On Wed, Apr 12, 2017 at 12:05 PM, Hal Finkel <hfinkel at anl.gov> wrote:

>
> On 04/11/2017 09:19 PM, Daniel Berlin via llvm-dev wrote:
>
>
>
> On Tue, Apr 11, 2017 at 7:02 PM, Daniel Berlin <dberlin at dberlin.org>
> wrote:
>
>>
>>>
>>> > It would require semantic changes to llvm ir to fix this to properly
>>> > express object lifetimes that is compatible with all the random babble
>>> > standards have written down :)
>>> > For now, the only sane solution IMHO, is to say that no alias implies
>>> > pointer inequality, regardless of the standards.
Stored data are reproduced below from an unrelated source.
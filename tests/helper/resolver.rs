//! In-memory resolver test utilities

use std::collections::HashSet;
use std::sync::Mutex;

use async_trait::async_trait;

use nuke_version_parser::discovery::resolver::ReleaseResolver;
use nuke_version_parser::discovery::semver::SemanticVersion;
use nuke_version_parser::discovery::types::{Release, ReleaseArtifacts};

/// Resolver answering from a fixed set of versions and recording every call
pub struct RecordingResolver {
    existing: HashSet<SemanticVersion>,
    calls: Mutex<Vec<SemanticVersion>>,
}

impl RecordingResolver {
    pub fn new() -> Self {
        Self {
            existing: HashSet::new(),
            calls: Mutex::new(Vec::new()),
        }
    }

    pub fn with_versions(mut self, versions: &[(u32, u32, u32)]) -> Self {
        self.existing.extend(
            versions
                .iter()
                .map(|&(major, minor, patch)| SemanticVersion::new(major, minor, patch)),
        );
        self
    }

    /// Versions passed to `resolve`, in call order
    pub fn calls(&self) -> Vec<SemanticVersion> {
        self.calls.lock().unwrap().clone()
    }
}

#[async_trait]
impl ReleaseResolver for RecordingResolver {
    async fn resolve(&self, version: SemanticVersion) -> Option<Release> {
        self.calls.lock().unwrap().push(version);
        self.existing.contains(&version).then(|| {
            Release::new(
                version,
                ReleaseArtifacts::default(),
                Some("Thu, 02 May 2019 11:00:00 GMT".to_string()),
            )
        })
    }
}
Because the above can
>>> > occur in any situation noalias exists but they are allowed to be
>>> pointer
>>> > equal (as mentioned, it's trivial to make this happen in TBAA).
>>>
>>> Just to be clear, you're suggesting that we no longer mark malloc's
>>> return value as noalias?
>>>
>>
>> Actually, i'd suggest just letting it be a bug :)
>> That's what other compilers seem to do.
>> You could hack around this in clang by using the !alias.scope and
>> !noalias form, and not attaching the scope past the lifetime end.
>>
>> But we don't optimize that.
>>
>
> (by this i mean it's only used by memdep).
>
> I believe hal also has a noalias instrinsic proposal that would have been
> useful here.
>
> But thinking harder, it has the same problem because there is no way to
> end the lifetime of something in ssa, and thus, iif  do
> a1 = llvm.noalias(a)
> b1 = llvm.noalias(b)
> if (a1 == b1)
>   oh crap
>
>
> Yep; doesn't help.
>
>
> So we can't use it to specify the lifetimes here.
>
>
>
> I feel like this is the perfect place for a pithy quote on self deception.
> The core problem here is that we allow the optimizer to rely on a lie (that
> all memory from malloc, and other noalias functions, is distinct). This, of
> course, is not really true. The consequence seems to be that if you write
> code that can observe the fallacy of this assumption - *even dead code* -
> then the model breaks. Dead code can observe things, in this sense, I
> suppose, if there are no data dependencies or side effects that prevent the
> optimizer from making it speculatively live.
>

I think richard put it better.
The core of the lie is that if two pointers have the same bit value, they
are as good as each other, and must have the same abstract identity
This would in fact, be true, if we could *end* the identity of a pointer
every time a language-level "abstract identity" change occurred.
The problem is this lie is pretty core to the identity of llvm right now.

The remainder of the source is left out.